_Task instructions_
What lines of the data below include the word "Ordering"? Report them by copying each.

[Opening Data shown section]

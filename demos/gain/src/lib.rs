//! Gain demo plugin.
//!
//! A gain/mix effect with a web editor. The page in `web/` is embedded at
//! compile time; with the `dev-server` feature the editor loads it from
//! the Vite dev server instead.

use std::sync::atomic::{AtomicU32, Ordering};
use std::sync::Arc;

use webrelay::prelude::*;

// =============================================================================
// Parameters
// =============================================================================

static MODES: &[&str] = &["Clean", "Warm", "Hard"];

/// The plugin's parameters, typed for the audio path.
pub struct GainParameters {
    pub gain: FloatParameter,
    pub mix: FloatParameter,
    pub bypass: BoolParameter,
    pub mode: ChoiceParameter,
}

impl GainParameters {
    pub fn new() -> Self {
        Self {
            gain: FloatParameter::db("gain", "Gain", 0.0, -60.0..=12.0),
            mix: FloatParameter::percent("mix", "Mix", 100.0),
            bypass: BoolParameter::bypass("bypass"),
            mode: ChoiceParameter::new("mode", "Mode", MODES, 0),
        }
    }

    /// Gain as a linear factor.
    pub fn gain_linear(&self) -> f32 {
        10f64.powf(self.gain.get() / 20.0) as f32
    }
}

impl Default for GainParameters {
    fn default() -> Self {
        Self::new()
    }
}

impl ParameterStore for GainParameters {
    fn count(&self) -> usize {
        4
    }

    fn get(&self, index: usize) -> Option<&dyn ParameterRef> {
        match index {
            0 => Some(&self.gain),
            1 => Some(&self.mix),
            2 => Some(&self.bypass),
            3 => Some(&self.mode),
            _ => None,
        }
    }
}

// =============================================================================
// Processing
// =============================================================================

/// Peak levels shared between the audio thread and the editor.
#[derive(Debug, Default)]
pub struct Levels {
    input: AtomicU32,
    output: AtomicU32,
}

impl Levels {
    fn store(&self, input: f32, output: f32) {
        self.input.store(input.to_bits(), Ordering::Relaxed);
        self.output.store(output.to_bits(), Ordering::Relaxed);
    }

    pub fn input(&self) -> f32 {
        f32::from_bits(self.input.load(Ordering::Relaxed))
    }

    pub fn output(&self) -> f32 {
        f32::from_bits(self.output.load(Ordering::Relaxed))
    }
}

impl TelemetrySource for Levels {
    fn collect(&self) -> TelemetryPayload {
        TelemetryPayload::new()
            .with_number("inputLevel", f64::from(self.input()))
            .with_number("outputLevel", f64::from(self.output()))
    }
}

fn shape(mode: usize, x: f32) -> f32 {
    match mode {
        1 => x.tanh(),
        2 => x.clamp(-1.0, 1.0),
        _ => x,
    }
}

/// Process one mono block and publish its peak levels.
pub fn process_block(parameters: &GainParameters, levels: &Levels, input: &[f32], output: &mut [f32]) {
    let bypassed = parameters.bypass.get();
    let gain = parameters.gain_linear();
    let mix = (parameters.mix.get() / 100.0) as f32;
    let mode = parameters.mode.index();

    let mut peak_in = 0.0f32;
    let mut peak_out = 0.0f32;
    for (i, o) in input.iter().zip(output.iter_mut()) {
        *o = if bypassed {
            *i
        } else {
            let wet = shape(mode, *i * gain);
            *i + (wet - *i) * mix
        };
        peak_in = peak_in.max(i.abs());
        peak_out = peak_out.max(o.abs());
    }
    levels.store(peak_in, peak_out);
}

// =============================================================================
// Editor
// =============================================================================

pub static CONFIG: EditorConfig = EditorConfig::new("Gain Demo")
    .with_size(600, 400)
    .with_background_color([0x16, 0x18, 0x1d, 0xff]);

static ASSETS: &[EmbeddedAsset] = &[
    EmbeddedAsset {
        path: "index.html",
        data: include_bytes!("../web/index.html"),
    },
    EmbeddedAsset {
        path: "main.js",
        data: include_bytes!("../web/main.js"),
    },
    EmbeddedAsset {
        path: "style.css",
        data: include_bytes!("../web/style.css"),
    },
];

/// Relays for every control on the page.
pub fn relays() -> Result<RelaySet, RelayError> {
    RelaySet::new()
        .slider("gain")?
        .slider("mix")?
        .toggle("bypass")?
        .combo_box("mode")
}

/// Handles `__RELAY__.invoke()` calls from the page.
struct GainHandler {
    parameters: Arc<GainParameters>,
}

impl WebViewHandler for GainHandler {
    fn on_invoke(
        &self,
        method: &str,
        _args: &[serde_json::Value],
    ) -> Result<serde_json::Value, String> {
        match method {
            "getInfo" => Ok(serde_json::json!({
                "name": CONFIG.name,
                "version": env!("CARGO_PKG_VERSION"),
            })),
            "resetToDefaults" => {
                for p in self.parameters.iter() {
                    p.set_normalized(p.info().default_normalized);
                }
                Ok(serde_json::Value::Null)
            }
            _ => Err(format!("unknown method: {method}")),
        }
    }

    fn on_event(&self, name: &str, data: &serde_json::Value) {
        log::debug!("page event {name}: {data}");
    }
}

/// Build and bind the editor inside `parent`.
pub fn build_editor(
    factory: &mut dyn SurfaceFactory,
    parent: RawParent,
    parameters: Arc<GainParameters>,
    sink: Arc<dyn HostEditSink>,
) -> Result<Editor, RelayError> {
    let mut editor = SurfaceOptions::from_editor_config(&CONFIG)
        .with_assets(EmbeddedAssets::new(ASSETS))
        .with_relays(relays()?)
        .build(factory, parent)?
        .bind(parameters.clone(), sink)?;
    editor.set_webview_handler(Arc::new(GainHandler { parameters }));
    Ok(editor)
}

[Closing Data shown section]

_Result of this exercise_
use std::sync::atomic::{AtomicU32, Ordering};
        self.input.store(input.to_bits(), Ordering::Relaxed);
        self.output.store(output.to_bits(), Ordering::Relaxed);
        f32::from_bits(self.input.load(Ordering::Relaxed))
        f32::from_bits(self.output.load(Ordering::Relaxed))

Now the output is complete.